The sample included articles published in full, in the time frame from 2013 to 2018, in Portuguese, English and Spanish and that answered the research question. Contents of theses, dissertations, books, review articles and research carried out in the areas of pediatrics and neonatology were excluded.
Data collection was carried out independently and paired by two researchers in November 2018, with the aid of an instrument that contained the data identifying the article, method and results.
The databases accessed were Medical Literature Analysis and Retrieval System Online (MEDLINE), Latin American and Caribbean Health Sciences Information Literature (LILACS) and Cummulative Index to Nursing and Allied Health Literature (CINAHL). The articles indexed in CINAHL were accessed through the CAPES portal; those published in LILACS were searched by the Virtual Health Library (VHL); and MEDLINE studies were researched through the VHL and PubMed. Thus, in Portuguese and Spanish, the Health Science Descriptors (DeCS) and, in English, the Medical Subject Headings (MeSH) were used, with the Boolean AND resource, which took place between the first, second, third and fourth descriptor: “signs and symptoms”, “intensive care units”, “nursing care” and “critical care”.
The analysis and interpretation of the results were carried out in an organized and synthesized manner in a synoptic table with the following items: article number, year of publication, database and journals, methodology and clinical indicators for ICU care.
Clinical indicators were identified and selected in the item “Results” of the articles, being typed and stored in a Microsoft Office Excel® 2013program spreadsheet. Then, cross-mapping was performed between the main clinical indicators for ICU care and the nursing interventions/ activities described in the NIC(5).
Cross-mapping is a method of identifying terms that can be used, compared or understood from a standardized language. It allows comparing different nursing records to standardized nursing classifications(12).

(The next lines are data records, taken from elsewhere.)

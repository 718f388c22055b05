//! Pose and landmark features of the tracked frame.

use nalgebra::{UnitQuaternion, Vector3};
use tracing::debug;

use crate::error::TelemetryError;
use crate::geometry::SE3;
use crate::system::messages::{FrameSnapshot, LandmarkObservation};

/// Mean and population variance of landmark minimum distances.
#[derive(Debug, Clone, Copy, PartialEq)]
pub struct DepthStats {
    pub mean: f64,
    pub variance: f64,
}

/// Features derived from one frame snapshot.
#[derive(Debug, Clone, PartialEq)]
pub struct FrameFeatures {
    pub keypoint_count: usize,
    /// Camera position in world (translation of `T_wc`).
    pub position: Vector3<f64>,
    /// Camera orientation in world (rotation of `T_wc`).
    pub orientation: UnitQuaternion<f64>,
    /// Translation of the motion since the previous frame.
    pub relative_translation: Vector3<f64>,
    /// Rotation of the motion since the previous frame as ZYX Euler `(z, y, x)`.
    pub relative_euler_zyx: Vector3<f64>,
    /// `None` when the frame had no landmarks.
    pub depth: Option<DepthStats>,
}

/// Depth statistics over the landmarks' minimum observation distances.
///
/// An empty set has no mean, so it is reported as an error rather than a
/// zero that would be indistinguishable from a real measurement.
pub fn depth_statistics(landmarks: &[LandmarkObservation]) -> Result<DepthStats, TelemetryError> {
    if landmarks.is_empty() {
        return Err(TelemetryError::DegenerateNumeric(
            "depth statistics over zero landmarks",
        ));
    }
    let n = landmarks.len() as f64;
    let mean = landmarks.iter().map(|l| l.min_distance).sum::<f64>() / n;
    let variance = landmarks
        .iter()
        .map(|l| (l.min_distance - mean).powi(2))
        .sum::<f64>()
        / n;
    Ok(DepthStats { mean, variance })
}

/// Tracks the previous absolute pose so each frame yields a frame-to-frame delta.
#[derive(Debug, Clone, Default)]
pub struct RelativeMotion {
    previous: SE3,
}

impl RelativeMotion {
    pub fn new() -> Self {
        Self {
            previous: SE3::identity(),
        }
    }

    pub fn previous(&self) -> &SE3 {
        &self.previous
    }

    /// Motion `previous⁻¹ * current`, then remember `current`.
    pub fn advance(&mut self, current: &SE3) -> SE3 {
        let relative = current.relative_to(&self.previous);
        self.previous = *current;
        relative
    }
}

/// Derive pose and depth features and advance the relative-motion reference.
pub fn frame_features(frame: &FrameSnapshot, motion: &mut RelativeMotion) -> FrameFeatures {
    let relative = motion.advance(&frame.pose);

    let depth = match depth_statistics(&frame.landmarks) {
        Ok(stats) => Some(stats),
        Err(e) => {
            debug!("Frame depth skipped: {}", e);
            None
        }
    };

    FrameFeatures {
        keypoint_count: frame.keypoint_count,
        position: frame.pose.translation,
        orientation: frame.pose.rotation,
        relative_translation: relative.translation,
        relative_euler_zyx: relative.euler_zyx(),
        depth,
    }
}
//! Readiness flags gating collection cycles.
//!
//! Producers raise a domain flag and clear `processed` when fresh data lands.
//! The collector claims a cycle by setting `processed` back to true and then
//! taking both domain flags. Claiming before taking means a write that races
//! the cycle re-arms `processed` for the next one instead of being lost.

use std::sync::atomic::{AtomicBool, Ordering};
use std::time::Duration;

use crossbeam_channel::{bounded, Receiver, RecvTimeoutError, Sender};

/// Which domains had unconsumed data when a cycle was claimed.
#[derive(Debug, Clone, Copy, Default, PartialEq, Eq)]
pub struct PendingDomains {
    pub image: bool,
    pub frame: bool,
}

impl PendingDomains {
    /// Both domains ready: the cycle emits a full row.
    pub fn is_full(&self) -> bool {
        self.image && self.frame
    }
}

/// Outcome of waiting for a wake-up signal.
#[derive(Debug, Clone, Copy, PartialEq, Eq)]
pub enum Wake {
    Signalled,
    TimedOut,
    Disconnected,
}

/// Image/frame readiness plus the processed flag and the collector wake-up.
pub struct ReadinessTracker {
    image_ready: AtomicBool,
    frame_ready: AtomicBool,
    processed: AtomicBool,
    wake_tx: Sender<()>,
    wake_rx: Receiver<()>,
}

impl ReadinessTracker {
    /// All domains idle, nothing pending.
    pub fn new() -> Self {
        // One slot: a full channel already means "wake up".
        let (wake_tx, wake_rx) = bounded(1);
        Self {
            image_ready: AtomicBool::new(false),
            frame_ready: AtomicBool::new(false),
            processed: AtomicBool::new(true),
            wake_tx,
            wake_rx,
        }
    }

    /// Signal a fresh raster.
    pub fn mark_image_ready(&self) {
        self.image_ready.store(true, Ordering::SeqCst);
        self.mark_unprocessed();
    }

    /// Signal a fresh frame.
    pub fn mark_frame_ready(&self) {
        self.frame_ready.store(true, Ordering::SeqCst);
        self.mark_unprocessed();
    }

    fn mark_unprocessed(&self) {
        self.processed.store(false, Ordering::SeqCst);
        self.notify();
    }

    /// Wake the collector without changing any flag.
    pub fn notify(&self) {
        // Full means a wake-up is already queued. The receiver lives in
        // `self`, so the channel cannot be disconnected here.
        let _ = self.wake_tx.try_send(());
    }

    /// True when no cycle is pending.
    pub fn is_processed(&self) -> bool {
        self.processed.load(Ordering::SeqCst)
    }

    /// Current domain flags without consuming them.
    pub fn peek(&self) -> PendingDomains {
        PendingDomains {
            image: self.image_ready.load(Ordering::SeqCst),
            frame: self.frame_ready.load(Ordering::SeqCst),
        }
    }

    /// Claim the pending cycle, if any, clearing both domain flags.
    ///
    /// A producer can raise its domain flag, have it taken by a cycle, and
    /// only then clear `processed`. The next claim then finds no domain
    /// pending and returns `None`.
    pub fn claim(&self) -> Option<PendingDomains> {
        if self.processed.swap(true, Ordering::SeqCst) {
            return None;
        }
        let pending = PendingDomains {
            image: self.image_ready.swap(false, Ordering::SeqCst),
            frame: self.frame_ready.swap(false, Ordering::SeqCst),
        };
        if pending.image || pending.frame {
            Some(pending)
        } else {
            None
        }
    }

    /// Block until a producer signals or `timeout` elapses.
    pub fn wait(&self, timeout: Duration) -> Wake {
        match self.wake_rx.recv_timeout(timeout) {
            Ok(()) => Wake::Signalled,
            Err(RecvTimeoutError::Timeout) => Wake::TimedOut,
            Err(RecvTimeoutError::Disconnected) => Wake::Disconnected,
        }
    }
}

impl Default for ReadinessTracker {
    fn default() -> Self {
        Self::new()
    }
}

For cross-mapping, six rules were determined based on the characteristics of the data obtained and the classification used(13), adapted from the Moorhead and Delaney (1997) and Lucena and Barros (2005) references: 1) select, at least, one NIC nursing intervention for each clinical indicator for ICU care found in the integrative review; 2) determine a keyword that clearly describes the clinical indicator that will assist in identifying the most appropriate NIC intervention; 3) select NIC interventions based on their similarity to the clinical indicator or its definition, according to the dictionaries of health care practices; 4) list the activities corresponding to the NIC interventions based on the similarity between these and the clinical indicator or the keyword and that describe the reality of nursing care practice in the ICU; 5) map the clinical indicator in different NIC interventions, when the actions and or results are different; 6) identify the clinical indicator that, for whatever reason, cannot be mapped.
RESULTS
Of the 1,084 articles found in the databases, 36 were selected to compose the integrative literature review, according to the flowchart described in Figure 1.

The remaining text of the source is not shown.